[Xhed] Of Immutability and Optimizations

Started by
3 comments, last by ToohrVyk 16 years, 1 month ago
Some of you might remember my work on a new programming language, Xhed, which has consistently made its way into my GameDev posts for the last year or so. The structure of the language has been fixed, and I have already developed a complete interpreter. I am currently in the process of bootstrapping the language. If people are interested in discussing about language features, requesting features, or raising interesting points about the current structure, I will gladly hear them out. Xhed is intended to be a compiled, garbage-collected, purely functional, strongly typed and type-inferred language centered around high-performance stream processing. The main objective is to provide stream processing primitives as part of an expressive yet simple language to increase optimization opportunities. I expect reasonably large and idiomatic Xhed programs to transparently take advantage (whenever available) of multi-core processors, programmable GPU pipelines, cell processors and correctly configured clusters to improve computation speed. A short example:

package net.nicollet.Examples

# The McCarthy 91 function
# The compiler would answer:
#   net.nicollet.Examples.f91 : int -> int

public f91 = { n ->
  if n > 100 then n - 10
  else n - 11 >> f91 >> f91
}

# Computing the maximum convergence time for 
# the Syracuse sequence over 1 .. n 
# The compiler would answer:
#   net.nicollet.Examples.syr : int -> int

public syr = { n ->
  let s = { i -> 
    if i % 2 = 0 then i / 2 else 3*n + 1
  } in
  # Create an array containing the convergence times
  Xh.make n (Xh.until { i -> i = 1 } s)
  # Reduce the array to a single maximum
  >> Xh.reduce Xh.max
}
The language has some inspirations from other languages:
  • C#/Java: the package system, the public/private tokens on file-scope identifiers
  • F#: the >> operator (a >> f is equivalent to f(a), but sometimes more readable)
  • ML: most of the syntax and the entire type system.
  • Felix: reuse of the block procedure syntax, the while loop.
  • Haskell/Miranda: pure functional philosophy.
  • Brook/CG/CUDA: stream processing approaches.
The core language supports built-in integers (unspecified size), reals (uses 64-bit if the hardware supports it, 32-bit wherever necessary), ASCII strings, dynamic-sized arrays, and closures. Its control structures involve (automatically recursive) let-in, if-then-else, and function calls. The standard library also provides for-while-fold-map-reduce functions which will generally be heavily optimized. However, kernel-based computation is not forced: it's possible to access array indices freely at any point in the program, though this will usually forfeit most parallelization techniques and as such is discouraged. The language also allows file-scope type declarations (which are actually typedefs), which may be made opaque to other packages through use of the private access modifier at file scope, and can be used to constrain value types in the typical ML fashion. I expect to add exceptions and labeled types to the language at some point in the future, but only after the initial compiler works. The language interacts with the exterior world through function calls: it's possible to use the available bindings (which should include C, C++, C# and Objective Caml) to invoke a function by providing it with arguments, and retrieving the result of the computation once it's done, possibly in an asynchronous fashion. As such, the language can be used both as a co-processor in a larger imperative language with side-effects, or as a standalone computation system with a small scaffold that reads input from files and writes output back to other files. [Edited by - ToohrVyk on February 22, 2008 4:41:25 AM]
Advertisement
I'm interested. Do you have an up-to-date spec/informal semantics? Where is the interpreter?

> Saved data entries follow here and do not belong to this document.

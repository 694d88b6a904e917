//! `QuickSeek` - Parallel recursive file and folder name search.
//!
//! ```no_run
//! use quickseek::{Search, SearchMode};
//!
//! let outcome = Search::new("/home", "report").mode(SearchMode::Files).run()?;
//! for path in &outcome.matches {
//!     println!("{}", path.display());
//! }
//! # Ok::<(), quickseek::Error>(())
//! ```

#![deny(
    missing_debug_implementations,
    missing_docs,
    clippy::all,
    clippy::pedantic,
    clippy::nursery
)]

pub mod aggregate;
pub mod allocator;
pub mod cancel;
pub mod classify;
pub mod engine;
pub mod error;
pub mod queue;
pub mod types;

pub use cancel::CancelToken;
pub use engine::{Search, SearchOptions, search};
pub use error::{Error, Result};
pub use types::{MatchTarget, SearchMode, SearchOutcome};
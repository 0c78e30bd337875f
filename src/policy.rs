//! Request routing policy: destinations, strategies, and versioned store names.

use color_eyre::{eyre::eyre, Result};
use serde::Deserialize;
use url::Url;

use crate::config::Config;

/// Resource kind of an intercepted request.
#[derive(Debug, Clone, Copy, PartialEq, Eq)]
pub enum Destination {
  Document,
  Style,
  Script,
  Image,
  Font,
  Other,
}

impl Destination {
  /// Classify a request from its path and `Accept` header.
  ///
  /// Navigations advertise `text/html`; everything else is classified by
  /// extension. Extensionless paths are treated as navigations.
  pub fn classify(path: &str, accept: Option<&str>) -> Self {
    if accept.is_some_and(|a| a.contains("text/html")) {
      return Destination::Document;
    }

    let path = path.split(['?', '#']).next().unwrap_or(path);
    if path.ends_with('/') {
      return Destination::Document;
    }

    let last = path.rsplit('/').next().unwrap_or(path);
    let ext = match last.rsplit_once('.') {
      Some((_, ext)) => ext.to_ascii_lowercase(),
      None => return Destination::Document,
    };

    match ext.as_str() {
      "html" | "htm" => Destination::Document,
      "css" => Destination::Style,
      "js" | "mjs" => Destination::Script,
      "png" | "jpg" | "jpeg" | "gif" | "webp" | "avif" | "svg" | "ico" => Destination::Image,
      "woff" | "woff2" | "ttf" | "otf" | "eot" => Destination::Font,
      _ => Destination::Other,
    }
  }
}

/// Resolution order for a request: cache or network consulted first.
#[derive(Debug, Clone, Copy, PartialEq, Eq, Deserialize)]
#[serde(rename_all = "kebab-case")]
pub enum Strategy {
  CacheFirst,
  NetworkFirst,
}

/// Logical cache store a response is written into.
#[derive(Debug, Clone, Copy, PartialEq, Eq, Deserialize)]
#[serde(rename_all = "lowercase")]
pub enum StoreKind {
  Static,
  Dynamic,
  Runtime,
}

/// Strategy and target store for one destination.
#[derive(Debug, Clone, Copy, Deserialize)]
pub struct Route {
  pub strategy: Strategy,
  pub store: StoreKind,
}

/// Per-destination routing table.
///
/// One field per destination keeps the mapping exhaustive: adding a
/// destination without a route fails to compile.
#[derive(Debug, Clone, Deserialize)]
#[serde(default)]
pub struct RouteTable {
  pub document: Route,
  pub style: Route,
  pub script: Route,
  pub image: Route,
  pub font: Route,
  pub other: Route,
}

impl Default for RouteTable {
  fn default() -> Self {
    let cached_static = Route {
      strategy: Strategy::CacheFirst,
      store: StoreKind::Static,
    };
    Self {
      document: Route {
        strategy: Strategy::NetworkFirst,
        store: StoreKind::Static,
      },
      style: cached_static,
      script: cached_static,
      image: cached_static,
      font: cached_static,
      other: Route {
        strategy: Strategy::NetworkFirst,
        store: StoreKind::Dynamic,
      },
    }
  }
}

impl RouteTable {
  pub fn route(&self, destination: Destination) -> Route {
    match destination {
      Destination::Document => self.document,
      Destination::Style => self.style,
      Destination::Script => self.script,
      Destination::Image => self.image,
      Destination::Font => self.font,
      Destination::Other => self.other,
    }
  }
}

/// Store names derived from the version tag.
///
/// The tag is embedded in every name; bumping it strands every prior store,
/// which activation then deletes.
#[derive(Debug, Clone)]
pub struct StoreNames {
  version: String,
}

impl StoreNames {
  pub fn new(version: &str) -> Self {
    Self {
      version: version.to_string(),
    }
  }

  pub fn static_store(&self) -> String {
    format!("{}-static", self.version)
  }

  pub fn dynamic_store(&self) -> String {
    format!("{}-dynamic", self.version)
  }

  pub fn runtime_store(&self) -> String {
    format!("{}-runtime", self.version)
  }

  pub fn for_kind(&self, kind: StoreKind) -> String {
    match kind {
      StoreKind::Static => self.static_store(),
      StoreKind::Dynamic => self.dynamic_store(),
      StoreKind::Runtime => self.runtime_store(),
    }
  }

  /// Whether a store name belongs to the current version.
  pub fn is_current(&self, name: &str) -> bool {
    name.contains(&self.version)
  }
}

/// An intercepted GET request.
#[derive(Debug, Clone)]
pub struct StashRequest {
  pub url: String,
  pub destination: Destination,
}

/// Everything the cache manager needs to make decisions, fixed at
/// construction: version tag, origin, file lists, and the routing table.
#[derive(Debug, Clone)]
pub struct CachePolicy {
  pub version: String,
  pub origin: Url,
  pub core_files: Vec<String>,
  pub static_assets: Vec<String>,
  pub offline_path: String,
  pub routes: RouteTable,
}

impl CachePolicy {
  pub fn from_config(config: &Config) -> Result<Self> {
    let origin = Url::parse(&config.site.url)
      .map_err(|e| eyre!("Invalid site origin {}: {}", config.site.url, e))?;

    Ok(Self {
      version: config.cache.version.clone(),
      origin,
      core_files: config.cache.core_files.clone(),
      static_assets: config.cache.static_assets.clone(),
      offline_path: config.cache.offline_path.clone(),
      routes: config.cache.routes.clone(),
    })
  }

  pub fn stores(&self) -> StoreNames {
    StoreNames::new(&self.version)
  }

  /// Resolve a site-relative path to an absolute URL. Entries that are
  /// already absolute (cross-origin core files) pass through unchanged.
  pub fn resolve(&self, target: &str) -> Result<String> {
    match Url::parse(target) {
      Ok(absolute) => Ok(absolute.to_string()),
      Err(_) => Ok(
        self
          .origin
          .join(target)
          .map_err(|e| eyre!("Cannot resolve {} against {}: {}", target, self.origin, e))?
          .to_string(),
      ),
    }
  }

  pub fn offline_url(&self) -> Result<String> {
    self.resolve(&self.offline_path)
  }
}

#[cfg(test)]
mod tests {
  use super::*;

  #[test]
  fn test_classify_by_extension() {
    assert_eq!(Destination::classify("/styles.css", None), Destination::Style);
    assert_eq!(Destination::classify("/script.js", None), Destination::Script);
    assert_eq!(
      Destination::classify("/icons/icon-192x192.png", None),
      Destination::Image
    );
    assert_eq!(
      Destination::classify("/webfonts/fa-solid-900.woff2", None),
      Destination::Font
    );
    assert_eq!(Destination::classify("/api/data.json", None), Destination::Other);
  }

  #[test]
  fn test_classify_navigations() {
    assert_eq!(Destination::classify("/", None), Destination::Document);
    assert_eq!(Destination::classify("/index.html", None), Destination::Document);
    assert_eq!(Destination::classify("/about", None), Destination::Document);
    assert_eq!(
      Destination::classify("/anything.bin", Some("text/html,application/xhtml+xml")),
      Destination::Document
    );
  }

  #[test]
  fn test_classify_ignores_query_and_fragment() {
    assert_eq!(
      Destination::classify("/styles.css?v=3", None),
      Destination::Style
    );
    assert_eq!(
      Destination::classify("/img/logo.svg#icon", None),
      Destination::Image
    );
  }

  #[test]
  fn test_default_routes() {
    let table = RouteTable::default();

    let doc = table.route(Destination::Document);
    assert_eq!(doc.strategy, Strategy::NetworkFirst);
    assert_eq!(doc.store, StoreKind::Static);

    for dest in [Destination::Style, Destination::Script, Destination::Image, Destination::Font] {
      let route = table.route(dest);
      assert_eq!(route.strategy, Strategy::CacheFirst);
      assert_eq!(route.store, StoreKind::Static);
    }

    let other = table.route(Destination::Other);
    assert_eq!(other.strategy, Strategy::NetworkFirst);
    assert_eq!(other.store, StoreKind::Dynamic);
  }

  #[test]
  fn test_store_names_carry_version() {
    let names = StoreNames::new("site-v1.1.0");
    assert_eq!(names.static_store(), "site-v1.1.0-static");
    assert_eq!(names.dynamic_store(), "site-v1.1.0-dynamic");
    assert_eq!(names.runtime_store(), "site-v1.1.0-runtime");

    assert!(names.is_current("site-v1.1.0-static"));
    assert!(!names.is_current("site-v1.0.0-static"));
  }

  fn test_policy() -> CachePolicy {
    CachePolicy {
      version: "site-v1".to_string(),
      origin: Url::parse("https://example.com").unwrap(),
      core_files: vec!["/".to_string()],
      static_assets: Vec::new(),
      offline_path: "/offline.html".to_string(),
      routes: RouteTable::default(),
    }
  }

  #[test]
  fn test_resolve_relative_and_absolute() {
    let policy = test_policy();
    assert_eq!(
      policy.resolve("/index.html").unwrap(),
      "https://example.com/index.html"
    );
    assert_eq!(
      policy.resolve("https://cdn.example.net/all.min.css").unwrap(),
      "https://cdn.example.net/all.min.css"
    );
    assert_eq!(
      policy.offline_url().unwrap(),
      "https://example.com/offline.html"
    );
  }
}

The stream processing concepts sound a little like Lucid Synchrone, an extension of OCaml (unfortunately I don't really know anything about it).

So the language is completely pure? No mutable references or input/output? Is the purpose to perform efficient/parallel computation on values input from a host language? That's quite interesting, and I think you could do quite a lot on optimisation and parallelism if so.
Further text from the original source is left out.